A geometric way to reason about Schur complements?

Solution 1:

I hope I got the right idea what you would consider a "geometric" interpretation.

You can think of Schur complementation as splitting up a linear transform according to how it couples two complementary subspaces. If you represent a vector as the sum of two components in the subspaces, the result of acting on it with the linear transform has four parts: two corresponding to the diagonal blocks of the matrix, where the transform acts on each component separately, and two corresponding to the off-diagonal blocks of the matrix, where the transform mixes the two components. The Schur complement results from splitting the transform up into steps corresponding to this decomposition.

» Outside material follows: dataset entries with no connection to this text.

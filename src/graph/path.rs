//! Dotted/indexed path lookup over JSON values.
//!
//! Paths look like `company.miniCompany.name` or
//! `*companyIndustries[0].localizedName`. Each `.`-separated segment indexes
//! an object by key; a `[n]` suffix then indexes the resulting array. A bare
//! numeric segment (`attributes.0.detailData`) indexes arrays directly.
//!
//! Lookups never fail loudly: a missing or null intermediate node, or a
//! segment applied to a value it cannot index, yields `None`.

use std::fmt;

use serde_json::Value;

/// One step of a parsed path.
#[derive(Debug, Clone, PartialEq, Eq)]
pub enum PathSegment {
    /// Object key (or array index when the key is all digits and the
    /// current node is an array).
    Key(String),
    /// Bracketed array index.
    Index(usize),
}

/// A parsed field path.
///
/// A path with malformed brackets (`a[x]`, `a[1`) parses into an invalid
/// path that resolves to `None` everywhere.
#[derive(Debug, Clone, PartialEq, Eq)]
pub struct FieldPath {
    raw: String,
    segments: Option<Vec<PathSegment>>,
}

impl FieldPath {
    /// Parse a path expression.
    pub fn parse(path: &str) -> Self {
        Self {
            raw: path.to_string(),
            segments: parse_segments(path),
        }
    }

    /// The original path text.
    pub fn as_str(&self) -> &str {
        &self.raw
    }

    /// Whether the path parsed cleanly.
    pub fn is_valid(&self) -> bool {
        self.segments.is_some()
    }

    /// Parsed segments, if the path is valid.
    pub fn segments(&self) -> Option<&[PathSegment]> {
        self.segments.as_deref()
    }

    /// Resolve this path against a value.
    pub fn resolve<'a>(&self, value: &'a Value) -> Option<&'a Value> {
        let segments = self.segments.as_ref()?;

        let mut current = value;
        for segment in segments {
            current = step(current, segment)?;
        }
        Some(current)
    }
}

impl fmt::Display for FieldPath {
    fn fmt(&self, f: &mut fmt::Formatter<'_>) -> fmt::Result {
        f.write_str(&self.raw)
    }
}

impl From<&str> for FieldPath {
    fn from(path: &str) -> Self {
        Self::parse(path)
    }
}

fn parse_segments(path: &str) -> Option<Vec<PathSegment>> {
    if path.is_empty() {
        return Some(Vec::new());
    }

    let mut segments = Vec::new();
    for part in path.split('.') {
        let Some(open) = part.find('[') else {
            segments.push(PathSegment::Key(part.to_string()));
            continue;
        };

        let key = &part[..open];
        if !key.is_empty() {
            segments.push(PathSegment::Key(key.to_string()));
        }

        // One or more `[n]` groups, nothing after the last `]`.
        let mut rest = &part[open..];
        while !rest.is_empty() {
            let inner = rest.strip_prefix('[')?;
            let close = inner.find(']')?;
            let index = inner[..close].trim().parse::<usize>().ok()?;
            segments.push(PathSegment::Index(index));
            rest = &inner[close + 1..];
        }
    }

    Some(segments)
}

fn step<'a>(current: &'a Value, segment: &PathSegment) -> Option<&'a Value> {
    match (current, segment) {
        (Value::Object(map), PathSegment::Key(key)) => map.get(key),
        (Value::Array(items), PathSegment::Key(key)) => {
            key.parse::<usize>().ok().and_then(|idx| items.get(idx))
        }
        (Value::Array(items), PathSegment::Index(idx)) => items.get(*idx),
        (Value::Object(map), PathSegment::Index(idx)) => map.get(&idx.to_string()),
        // Null, scalars: nothing to index into.
        _ => None,
    }
}

/// Resolve `path` against `value`.
///
/// An explicit `null` at the end of the path is returned as `Some(Null)`;
/// a `null` anywhere before the end short-circuits to `None`.
pub fn get<'a>(value: &'a Value, path: &str) -> Option<&'a Value> {
    FieldPath::parse(path).resolve(value)
}

/// Resolve `path` and return it as a string slice.
pub fn get_str<'a>(value: &'a Value, path: &str) -> Option<&'a str> {
    get(value, path).and_then(Value::as_str)
}

/// Resolve `path` and return it as an array slice.
pub fn get_array<'a>(value: &'a Value, path: &str) -> Option<&'a [Value]> {
    get(value, path)
        .and_then(Value::as_array)
        .map(Vec::as_slice)
}

/// Resolve `path`, treating an explicit `null` the same as a missing node.
pub fn get_present<'a>(value: &'a Value, path: &str) -> Option<&'a Value> {
    get(value, path).filter(|v| !v.is_null())
}
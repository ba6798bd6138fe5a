//! Cookie persistence and API credential extraction.

use std::path::{Path, PathBuf};

use async_trait::async_trait;
use chrono::Utc;
use serde::{Deserialize, Serialize};
use tracing::{debug, info};

use super::{Authenticator, SessionError};

/// Cookie name carrying the session.
pub const SESSION_COOKIE: &str = "li_at";
/// Cookie name carrying the CSRF token.
pub const CSRF_COOKIE: &str = "JSESSIONID";

const CSRF_PREFIX: &str = "ajax:";

/// Cookie as exported by a browser session.
///
/// Accepts both our own format and the camelCase/`key` variants that browser
/// extensions and puppeteer write.
#[derive(Debug, Clone, PartialEq, Eq, Serialize, Deserialize)]
pub struct BrowserCookie {
    #[serde(alias = "key")]
    pub name: String,
    pub value: String,
    #[serde(default)]
    pub domain: String,
    #[serde(default = "default_cookie_path")]
    pub path: String,
    #[serde(default)]
    pub secure: bool,
    #[serde(default, alias = "httpOnly")]
    pub http_only: bool,
}

fn default_cookie_path() -> String {
    "/".to_string()
}

#[derive(Debug, Serialize, Deserialize)]
struct SavedCookies {
    cookies: Vec<BrowserCookie>,
    /// Milliseconds since the epoch.
    #[serde(default)]
    timestamp: Option<i64>,
}

#[derive(Deserialize)]
#[serde(untagged)]
enum CookieFile {
    List(Vec<BrowserCookie>),
    Saved(SavedCookies),
}

/// Load cookies from a JSON file.
///
/// The file is either a bare array of cookies or `{ "cookies": [...], "timestamp": ... }`.
pub fn load_cookies(path: &Path) -> Result<Vec<BrowserCookie>, SessionError> {
    if !path.exists() {
        return Err(SessionError::CookieFileNotFound(path.to_path_buf()));
    }

    debug!("Loading cookies from {:?}", path);
    let content = std::fs::read_to_string(path)?;
    let cookies = match serde_json::from_str(&content)? {
        CookieFile::List(cookies) => cookies,
        CookieFile::Saved(saved) => {
            if let Some(ts) = saved.timestamp {
                debug!("Cookies saved at {}", ts);
            }
            saved.cookies
        }
    };
    Ok(cookies)
}

/// Save cookies to a JSON file, creating parent directories.
pub fn save_cookies(path: &Path, cookies: &[BrowserCookie]) -> Result<(), SessionError> {
    let saved = SavedCookies {
        cookies: cookies.to_vec(),
        timestamp: Some(Utc::now().timestamp_millis()),
    };
    let json = serde_json::to_string_pretty(&saved)?;
    if let Some(parent) = path.parent() {
        std::fs::create_dir_all(parent)?;
    }
    std::fs::write(path, json)?;

    info!("Saved {} cookies to {:?}", cookies.len(), path);

    Ok(())
}

/// The two cookie values the API needs.
#[derive(Debug, Clone, PartialEq, Eq)]
pub struct ApiCookies {
    pub li_at: String,
    /// `JSESSIONID` with quotes and the `ajax:` prefix removed.
    pub jsession_id: String,
}

impl ApiCookies {
    pub fn new(li_at: impl Into<String>, jsession_id: &str) -> Self {
        Self {
            li_at: li_at.into(),
            jsession_id: normalize_jsession_id(jsession_id).to_string(),
        }
    }

    pub fn from_cookies(cookies: &[BrowserCookie]) -> Result<Self, SessionError> {
        let find = |name: &str| cookies.iter().find(|c| c.name == name);

        let jsession = find(CSRF_COOKIE).ok_or(SessionError::MissingCookie(CSRF_COOKIE))?;
        let li_at = find(SESSION_COOKIE).ok_or(SessionError::MissingCookie(SESSION_COOKIE))?;

        let jsession_id = normalize_jsession_id(&jsession.value);
        if jsession_id.is_empty() {
            return Err(SessionError::MissingCookie(CSRF_COOKIE));
        }
        if li_at.value.is_empty() {
            return Err(SessionError::MissingCookie(SESSION_COOKIE));
        }

        Ok(Self {
            li_at: li_at.value.clone(),
            jsession_id: jsession_id.to_string(),
        })
    }

    /// Value of the `cookie` request header.
    pub fn cookie_header(&self) -> String {
        format!(
            "{}={}; {}=\"{}{}\"",
            SESSION_COOKIE, self.li_at, CSRF_COOKIE, CSRF_PREFIX, self.jsession_id
        )
    }

    /// Value of the `csrf-token` request header.
    pub fn csrf_token(&self) -> String {
        format!("{}{}", CSRF_PREFIX, self.jsession_id)
    }
}

fn normalize_jsession_id(value: &str) -> &str {
    let value = value.trim_matches('"');
    value.strip_prefix(CSRF_PREFIX).unwrap_or(value)
}

/// Re-reads the cookie file on every authentication.
///
/// Useful when another process (or a person with a browser) keeps the file fresh.
pub struct CookieFileAuthenticator {
    path: PathBuf,
}

impl CookieFileAuthenticator {
    pub fn new(path: impl Into<PathBuf>) -> Self {
        Self { path: path.into() }
    }
}

#[async_trait]
impl Authenticator for CookieFileAuthenticator {
    async fn authenticate(&self) -> Result<ApiCookies, SessionError> {
        let cookies = load_cookies(&self.path)?;
        ApiCookies::from_cookies(&cookies)
    }
}
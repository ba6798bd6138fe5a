//! URN helpers.
//!
//! URNs are opaque keys. The only structure relied upon is the shared
//! `urn:li:` prefix, the segment after the last colon, and a few fixed
//! literal prefixes.

use std::sync::LazyLock;

use regex::Regex;

/// Prefix shared by every provider URN.
pub const URN_PREFIX: &str = "urn:li:";

/// Prefix of dash profile URNs.
pub const FSD_PROFILE_PREFIX: &str = "urn:li:fsd_profile:";

/// Prefix of dash company URNs.
pub const FSD_COMPANY_PREFIX: &str = "urn:li:fsd_company:";

static TRAILING_NUMERIC_ID: LazyLock<Regex> =
    LazyLock::new(|| Regex::new(r"/(\d+)/?$").unwrap());

/// Whether a string looks like a URN (used for array-of-reference detection).
pub fn is_urn(s: &str) -> bool {
    s.starts_with(URN_PREFIX)
}

/// Stricter check: the prefix plus at least four colon-separated parts.
pub fn is_entity_urn(s: &str) -> bool {
    is_urn(s) && s.split(':').count() >= 4
}

/// The segment after the last colon.
pub fn id_from_urn(urn: &str) -> Option<&str> {
    urn.rsplit(':').next().filter(|id| !id.is_empty())
}

/// Strip a fixed literal prefix, returning the input unchanged when absent.
pub fn strip_urn_prefix<'a>(urn: &'a str, prefix: &str) -> &'a str {
    urn.strip_prefix(prefix).unwrap_or(urn)
}

/// Pull the inner URN out of a wrapped update URN.
///
/// `urn:li:fsd_entityResultViewModel:(urn:li:fsd_profile:ACo,SEARCH_SRP,DEFAULT)`
/// yields `urn:li:fsd_profile:ACo`.
pub fn urn_from_raw_update(update: &str) -> Option<&str> {
    let inner = update.split('(').nth(1)?;
    let first = inner.split(',').next()?.trim();
    let first = first.trim_end_matches(')');
    (!first.is_empty()).then_some(first)
}

/// Trailing numeric path segment of a URL (`.../company/1441/` yields `1441`).
pub fn numeric_suffix_from_url(url: &str) -> Option<&str> {
    TRAILING_NUMERIC_ID
        .captures(url)
        .and_then(|c| c.get(1))
        .map(|m| m.as_str())
}
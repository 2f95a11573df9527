//! File system utilities for the dependency-copy step
//!
//! Thin wrappers over [`std::fs`] that attach path context to errors. All
//! operations are ordinary blocking calls; the plugin is single-threaded and
//! the host owns any higher-level cancellation of the build.

use std::fs;
use std::path::Path;

use anyhow::{Context, Result};

/// Ensures a directory exists, creating it and all parent directories if
/// necessary.
///
/// # Errors
///
/// Returns an error if the path exists but is not a directory, or creation
/// fails (permissions, invalid path).
///
/// # Examples
///
/// ```rust,no_run
/// use helpdeps::utils::fs::ensure_dir;
/// use std::path::Path;
///
/// # fn example() -> anyhow::Result<()> {
/// ensure_dir(Path::new("working/DLL"))?;
/// # Ok(())
/// # }
/// ```
pub fn ensure_dir(path: &Path) -> Result<()> {
    if !path.exists() {
        fs::create_dir_all(path)
            .with_context(|| format!("Failed to create directory: {}", path.display()))?;
    } else if !path.is_dir() {
        return Err(anyhow::anyhow!(
            "Path exists but is not a directory: {}",
            path.display()
        ));
    }
    Ok(())
}

/// Clears the read-only bit on a file, leaving other permissions intact.
///
/// Dependency copies must always end up writable so later build steps can
/// modify or delete them, even when the source assembly was read-only (as
/// files pulled from a package cache often are).
pub fn clear_readonly(path: &Path) -> Result<()> {
    let metadata = fs::metadata(path)
        .with_context(|| format!("Failed to read metadata for: {}", path.display()))?;
    let mut permissions = metadata.permissions();
    if permissions.readonly() {
        permissions.set_readonly(false);
        fs::set_permissions(path, permissions)
            .with_context(|| format!("Failed to reset attributes on: {}", path.display()))?;
    }
    Ok(())
}
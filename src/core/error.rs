//! Error handling for helpdeps
//!
//! This module provides the typed error enum for the plugin. The error system
//! follows two principles:
//! 1. **Strongly-typed errors** so the host (or tests) can match on precise
//!    failure modes
//! 2. **Fail-fast propagation** - no variant here is ever retried or recovered
//!    from; the first failure aborts the dependency-copy pass and surfaces to
//!    the host build pipeline, which owns user-visible error reporting
//!
//! # Error Categories
//!
//! - **Lifecycle**: [`HelpDepsError::PluginNotInitialized`]
//! - **Resolution**: [`HelpDepsError::AssemblyResolutionFailed`],
//!   [`HelpDepsError::InvalidPattern`], [`HelpDepsError::DependencyDirNotFound`]
//! - **File System**: [`HelpDepsError::FileSystemError`], [`HelpDepsError::IoError`]
//!
//! Common standard library errors are converted automatically:
//! [`std::io::Error`] → [`HelpDepsError::IoError`]. Fallible seams that talk to
//! the host use `anyhow::Result` with context, and only construct these typed
//! variants where a caller could plausibly dispatch on them.

use std::path::PathBuf;
use thiserror::Error;

/// The main error type for helpdeps operations
///
/// Every variant is fatal to the current dependency-copy pass. The deliberate
/// exception in the design - wildcard matches with a non-binary extension -
/// never produces an error at all: those files are a policy-level skip, not a
/// failure.
#[derive(Error, Debug)]
pub enum HelpDepsError {
    /// The execution hook was invoked before `initialize`
    ///
    /// The plugin adapter is a two-state machine (uninitialized → initialized)
    /// and the host contract guarantees `initialize` runs first; hitting this
    /// variant means the host misdispatched or a test drove the adapter
    /// directly.
    #[error("plugin has not been initialized with a build host context")]
    PluginNotInitialized,

    /// The assembly-cache lookup could not resolve an identity string
    ///
    /// # Fields
    /// - `identity`: The assembly identity that failed to resolve (the text
    ///   after the `GAC:` marker)
    /// - `reason`: The lookup service's failure description
    #[error("unable to resolve assembly '{identity}' from the assembly cache: {reason}")]
    AssemblyResolutionFailed {
        /// The assembly identity that failed to resolve
        identity: String,
        /// The lookup service's failure description
        reason: String,
    },

    /// A dependency path expression contains invalid glob syntax
    #[error("invalid wildcard pattern in dependency path '{pattern}': {reason}")]
    InvalidPattern {
        /// The offending path expression
        pattern: String,
        /// Why the glob compiler rejected it
        reason: String,
    },

    /// A wildcard dependency referenced a directory that does not exist
    ///
    /// Literal (non-wildcard) paths are not existence-checked at resolution
    /// time - a missing literal file surfaces later as a copy failure - but
    /// enumerating a missing directory is always a configuration error.
    #[error("dependency directory not found: {path}")]
    DependencyDirNotFound {
        /// The directory portion of the wildcard expression
        path: PathBuf,
    },

    /// A file system operation failed on a specific path
    #[error("file system error at {path}: {source}")]
    FileSystemError {
        /// The path the operation was acting on
        path: PathBuf,
        /// The underlying I/O error
        #[source]
        source: std::io::Error,
    },

    /// Generic I/O error without path context
    #[error("IO error: {0}")]
    IoError(#[from] std::io::Error),
}
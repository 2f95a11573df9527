//! Unique-name file copying
//!
//! The whole point of this plugin: a resolved dependency is copied into the
//! destination folder under a freshly generated UUID v4 name rather than its
//! original name, so that two same-named assemblies from different sources
//! never collide inside one build. Only the source file's extension survives
//! the rename - later build steps identify modules by extension, not by name.

use std::path::Path;

use anyhow::{Context, Result};
use tracing::debug;
use uuid::Uuid;

use crate::core::HelpDepsError;
use crate::models::CopyRecord;
use crate::utils::fs::clear_readonly;

/// Copies one file into `dest_dir` under a unique name.
///
/// The destination file name is `<uuid>.<ext>` where the UUID is a fresh
/// random 128-bit identifier in hyphenated form and `<ext>` is the **source**
/// file's extension (a source with no extension yields a bare UUID name). Any
/// pre-existing file at the generated name is overwritten - with 2^122 random
/// values the collision probability is negligible, and overwrite-on-conflict
/// is the explicit policy rather than an error.
///
/// After the copy the destination's read-only bit is cleared so later build
/// steps can modify or delete the copy even when the source was read-only.
///
/// # Errors
///
/// Fails if the source is missing or unreadable, or the destination cannot be
/// written (permissions, disk full). Copy failures are fatal to the whole
/// dependency-copy pass; nothing is retried or skipped.
pub fn copy_unique(source: &Path, dest_dir: &Path) -> Result<CopyRecord> {
    let file_name = match source.extension().and_then(|e| e.to_str()) {
        Some(ext) => format!("{}.{ext}", Uuid::new_v4()),
        None => Uuid::new_v4().to_string(),
    };
    let destination = dest_dir.join(file_name);

    debug!(
        "Copying {} -> {}",
        source.display(),
        destination.display()
    );

    std::fs::copy(source, &destination)
        .map_err(|e| HelpDepsError::FileSystemError {
            path: source.to_path_buf(),
            source: e,
        })
        .with_context(|| {
            format!(
                "Failed to copy dependency {} to {}",
                source.display(),
                destination.display()
            )
        })?;

    // std::fs::copy carries the source permissions over; a read-only source
    // would otherwise produce a read-only copy.
    clear_readonly(&destination)?;

    Ok(CopyRecord::new(source, destination))
}
//! Global constants used throughout the helpdeps codebase.
//!
//! This module contains the fixed names and markers that the host tool and the
//! plugin agree on. Defining them centrally keeps magic strings discoverable
//! and makes the host compatibility contract explicit.

/// Name of the subdirectory, under the host's working folder, that receives
/// the renamed dependency copies.
///
/// The name is fixed: later build steps in the host tool look for dependencies
/// in a folder literally called `DLL`, so it must not be localized or changed.
pub const DLL_SUBDIRECTORY: &str = "DLL";

/// Marker prefix identifying a dependency path expression that must be
/// resolved through the system-wide assembly cache rather than the filesystem.
///
/// The remainder of the expression after this prefix is an assembly identity
/// string (e.g. `GAC:System.Data, Version=2.0.0.0, Culture=neutral, ...`).
pub const GAC_PREFIX: &str = "GAC:";

/// File extensions considered binary modules when expanding glob patterns.
///
/// Wildcard matches with any other extension (debug symbols, XML doc files,
/// config files living next to the assemblies) are silently skipped.
/// Comparison is case-insensitive.
pub const BINARY_EXTENSIONS: [&str; 2] = ["dll", "exe"];

/// Plugin display name reported to the host's plugin loader.
pub const PLUGIN_NAME: &str = "Unique Dependency Copy";

/// Plugin description shown in the host's plugin configuration UI.
pub const PLUGIN_DESCRIPTION: &str = "Copies project dependencies into the working \
folder under unique file names so that differently-versioned assemblies with the \
same file name do not collide during a build.";

/// Copyright string reported in the plugin metadata.
pub const PLUGIN_COPYRIGHT: &str = "Copyright \u{a9} 2026, helpdeps contributors, All Rights Reserved";

/// Minimum host tool version this plugin is compatible with.
pub const MINIMUM_HOST_VERSION: (u64, u64, u64) = (1, 9, 0);
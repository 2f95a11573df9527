//! Host-facing plugin adapter
//!
//! This module is the shim between the host build tool's plugin contract and
//! the resolver/copier pipeline. The host discovers plugins through a fixed
//! set of lifecycle and metadata members; here that contract is the [`Plugin`]
//! trait, and [`DependencyCopyPlugin`] is its single implementation.
//!
//! The adapter registers exactly one execution point: it *replaces* the
//! host's built-in dependency-copy step rather than running alongside it.
//! When dispatched for that step it resolves every configured dependency and
//! copies each resulting file into the `DLL` subfolder of the working folder
//! under a unique name. For any other step it is a deliberate no-op.

use std::path::Path;
use std::sync::Arc;

use anyhow::Result;
use semver::Version;
use serde_json::Value;
use tracing::debug;

use crate::constants::{
    DLL_SUBDIRECTORY, MINIMUM_HOST_VERSION, PLUGIN_COPYRIGHT, PLUGIN_DESCRIPTION, PLUGIN_NAME,
};
use crate::copier::copy_unique;
use crate::core::HelpDepsError;
use crate::lookup::{AssemblyLookup, LookupProvider};
use crate::models::DependencySpec;
use crate::resolver::DependencyResolver;
use crate::utils::fs::ensure_dir;

/// The host tool's build steps, in pipeline order.
///
/// The enumeration is owned by the host; the plugin only ever dispatches on
/// [`BuildStep::CopyDependencies`], but the full set exists because execution
/// points are registered against concrete step values.
#[derive(Debug, Clone, Copy, PartialEq, Eq, Hash)]
pub enum BuildStep {
    /// Build starting; working folder about to be prepared.
    Initializing,
    /// Documentation sources are being checked for existence and validity.
    ValidatingDocumentationSources,
    /// Referenced assemblies are copied into the working folder.
    CopyDependencies,
    /// Reflection data is generated from the documented assemblies.
    GenerateReflectionInfo,
    /// Topic files are transformed into the output format.
    TransformingTopics,
    /// The final help file is compiled.
    CompilingHelpFile,
    /// Build finished.
    Completed,
}

/// How a registered execution point relates to the host's built-in behavior
/// for the same step.
#[derive(Debug, Clone, Copy, PartialEq, Eq)]
pub enum ExecutionBehavior {
    /// Run before the host's built-in step.
    Before,
    /// Run after the host's built-in step.
    After,
    /// Fully substitute the host's built-in step.
    InsteadOf,
}

/// A (step, behavior) pair a plugin registers against.
#[derive(Debug, Clone, Copy, PartialEq, Eq)]
pub struct ExecutionPoint {
    pub build_step: BuildStep,
    pub behavior: ExecutionBehavior,
}

impl ExecutionPoint {
    pub const fn new(build_step: BuildStep, behavior: ExecutionBehavior) -> Self {
        Self {
            build_step,
            behavior,
        }
    }
}

/// Per-dispatch context passed to [`Plugin::execute`].
#[derive(Debug, Clone)]
pub struct ExecutionContext {
    /// The build step being executed.
    pub build_step: BuildStep,
}

impl ExecutionContext {
    pub const fn new(build_step: BuildStep) -> Self {
        Self { build_step }
    }
}

/// Fixed identity metadata reported to the host's plugin loader.
#[derive(Debug, Clone)]
pub struct PluginMetadata {
    pub name: &'static str,
    pub description: &'static str,
    pub version: Version,
    pub copyright: &'static str,
    pub minimum_host_version: Version,
}

impl PluginMetadata {
    /// Returns `true` if the given host version can load this plugin.
    pub fn supports_host(&self, host_version: &Version) -> bool {
        *host_version >= self.minimum_host_version
    }
}

/// The build-process facade the host exposes to plugins.
///
/// Everything the plugin needs from the surrounding build lives behind this
/// trait: the scratch folder for the current run, the project's dependency
/// list, user-visible progress output, and access to the assembly cache.
pub trait BuildHost {
    /// Per-build-run scratch directory owned by the host.
    fn working_folder(&self) -> &Path;

    /// The current project's dependency list, in configured order.
    fn dependencies(&self) -> &[DependencySpec];

    /// Emits one user-visible progress message through the host's log.
    fn report_progress(&self, message: &str);

    /// Opens a handle into the system-wide assembly cache.
    fn create_lookup(&self) -> Result<Box<dyn AssemblyLookup>>;
}

/// Adapts a [`BuildHost`] to the resolver's [`LookupProvider`] capability.
struct HostLookupProvider<'a> {
    host: &'a dyn BuildHost,
}

impl LookupProvider for HostLookupProvider<'_> {
    fn create_lookup(&self) -> Result<Box<dyn AssemblyLookup>> {
        self.host.create_lookup()
    }
}

/// The lifecycle/metadata contract recognized by the host's plugin loader.
pub trait Plugin {
    /// Static identity metadata.
    fn metadata(&self) -> PluginMetadata;

    /// Whether the plugin also runs during incremental/partial builds.
    fn runs_in_partial_build(&self) -> bool;

    /// The execution points this plugin registers against.
    fn execution_points(&self) -> Vec<ExecutionPoint>;

    /// Binds the plugin to its host. Must be called before [`execute`](Self::execute).
    fn initialize(&mut self, host: Arc<dyn BuildHost>) -> Result<()>;

    /// Accepts an opaque configuration fragment and returns it (possibly
    /// modified). This plugin has no options, so the fragment passes through
    /// unchanged.
    fn configure(&self, configuration: Value) -> Value;

    /// Runs the plugin's behavior for one build step dispatch.
    fn execute(&self, context: &ExecutionContext) -> Result<()>;
}

/// Plugin that replaces the host's dependency-copy step with unique-name
/// copying.
///
/// Two-state lifecycle: constructed uninitialized, then bound to a host by
/// [`initialize`](Plugin::initialize) for the rest of its lifetime. Holds no
/// resources of its own - the assembly-cache handle is scoped entirely inside
/// the resolve pass - so dropping the plugin releases nothing.
#[derive(Default)]
pub struct DependencyCopyPlugin {
    host: Option<Arc<dyn BuildHost>>,
}

impl DependencyCopyPlugin {
    pub fn new() -> Self {
        Self::default()
    }

    /// The resolve-then-copy pipeline for one dependency-copy dispatch.
    fn copy_dependencies(&self, host: &dyn BuildHost) -> Result<()> {
        let specs = host.dependencies();

        // Empty check runs before the destination folder is created; there is
        // nothing to gain from an empty DLL folder.
        if specs.is_empty() {
            host.report_progress("No dependencies to copy");
            return Ok(());
        }

        let dll_folder = host.working_folder().join(DLL_SUBDIRECTORY);
        ensure_dir(&dll_folder)?;

        let resolver = DependencyResolver::new();
        let provider = HostLookupProvider { host };
        let resolved = resolver.resolve(specs, &provider)?;

        for dependency in &resolved {
            let record = copy_unique(&dependency.path, &dll_folder)?;
            host.report_progress(&format!(
                "{} copied as {}",
                record.source.display(),
                record.destination_name()
            ));
        }

        Ok(())
    }
}

impl Plugin for DependencyCopyPlugin {
    fn metadata(&self) -> PluginMetadata {
        let (major, minor, patch) = MINIMUM_HOST_VERSION;
        PluginMetadata {
            name: PLUGIN_NAME,
            description: PLUGIN_DESCRIPTION,
            version: Version::new(1, 0, 0),
            copyright: PLUGIN_COPYRIGHT,
            minimum_host_version: Version::new(major, minor, patch),
        }
    }

    fn runs_in_partial_build(&self) -> bool {
        // Partial builds still need their dependencies in place.
        true
    }

    fn execution_points(&self) -> Vec<ExecutionPoint> {
        vec![ExecutionPoint::new(
            BuildStep::CopyDependencies,
            ExecutionBehavior::InsteadOf,
        )]
    }

    fn initialize(&mut self, host: Arc<dyn BuildHost>) -> Result<()> {
        debug!("Initializing '{}' plugin", PLUGIN_NAME);
        self.host = Some(host);
        Ok(())
    }

    fn configure(&self, configuration: Value) -> Value {
        configuration
    }

    fn execute(&self, context: &ExecutionContext) -> Result<()> {
        let host = self
            .host
            .as_deref()
            .ok_or(HelpDepsError::PluginNotInitialized)?;

        // Registered for exactly one step, but guard against misdispatch.
        if context.build_step != BuildStep::CopyDependencies {
            debug!("Ignoring dispatch for step {:?}", context.build_step);
            return Ok(());
        }

        self.copy_dependencies(host)
    }
}
//! Cross-platform utilities for helpdeps
//!
//! Small helpers shared by the resolver, copier, and plugin adapter. Only the
//! filesystem helpers live here; everything else in the crate is
//! domain-specific enough to have its own module.

pub mod fs;
//! Core types for helpdeps
//!
//! This module is the foundation of the plugin's type system. It currently
//! holds only the error types; the domain models live in [`crate::models`]
//! and the host-facing contracts in [`crate::plugin`].
//!
//! # Design Principles
//!
//! ## Error First Design
//! Every operation that can fail returns a [`Result`] with meaningful error
//! information. No failure in this plugin is retried or recovered from: the
//! first error aborts the dependency-copy pass and propagates to the host
//! build pipeline, which owns user-visible reporting.
//!
//! ## Type Safety
//! Build steps, execution behaviors, and error variants are statically typed
//! so misdispatch is caught by the compiler rather than at run time.

pub mod error;

pub use error::HelpDepsError;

Imagine you're performing these operations on a computer, and you'd like to do everything "in place" -- you want to allow multiplying a vector by a matrix (x *= A) and adding a matrix multiple of a vector to another vector (x += B y), but you don't want to add two matrix multiples of vectors (z = A x + B y). (Here a op= b is short for a = a op b.) Directly applying a transform

$$Ax=\begin{pmatrix}P&K\\M&R\end{pmatrix}\begin{pmatrix}y\\z\end{pmatrix}$$

would require you to calculate $Py+Kz$ and $My+Rz$. To avoid that, you could first mix the lower component into the upper component (y += K z), then apply the diagonal transforms on the subspaces (y *= P and z *= R), and then mix the upper component into the lower component (z += M y), but the result wouldn't be quite right because you'd be mixing the lower component back into itself and multiplying the mixed components by the diagonal blocks. Correcting for this yields:

$$\begin{pmatrix}P&K\\M&R\end{pmatrix} = \begin{pmatrix}I&\\MP^{-1}&I\end{pmatrix} \begin{pmatrix}P&\\&R-MP^{-1}K\end{pmatrix} \begin{pmatrix}I&P^{-1}K\\&I\end{pmatrix} =: LDU \;, $$

which decomposes the linear transform into a part $U$ that mixes the lower component into the upper component, a block-diagonal part $D$ that acts on the subspaces separately, and a part $L$ that mixes the upper component into the lower component; the block-diagonal part contains the Schur complement $S=R-MP^{-1}K$.

Now if you have

$$EA=AF$$

with $E$ lower triangular and $F$ upper triangular, that says that it doesn't matter whether you first mix the lower component into the upper component using $F$ and then apply $A$, or first apply $A$ and then mix the upper component into the lower component using $E$. With our decomposition of $A$, this becomes

$$ELDU=LDUF\;.$$

Now $E$ and $L$ are both lower diagonal and mix the upper component into the lower component, and $U$ and $F$ are both upper diagonal and mix the lower component into the upper component. Since the inverse of a lower/upper triangular matrix is again lower/upper triangular (the inverse of mixing one component into the other is simply subtracting what was added), multiplying by $L^{-1}$ on the left and $U^{-1}$ on the right collects all the lower diagonal parts and all the upper diagonal parts:

$$\left(L^{-1}EL\right)D=D\left(UFU^{-1}\right)\;.$$

The key here is that now there's only mixing in one direction on each side, upper into lower on the left and lower into upper on the right, and mixing in only one direction doesn't affect the diagonal blocks, which describe how the transform acts separately on the components. So we can simply equate the lower right diagonal blocks, and since $L$ and $U$ are pure mixing and their diagonal blocks are identities, this yields

$$E'S=SF'\;.$$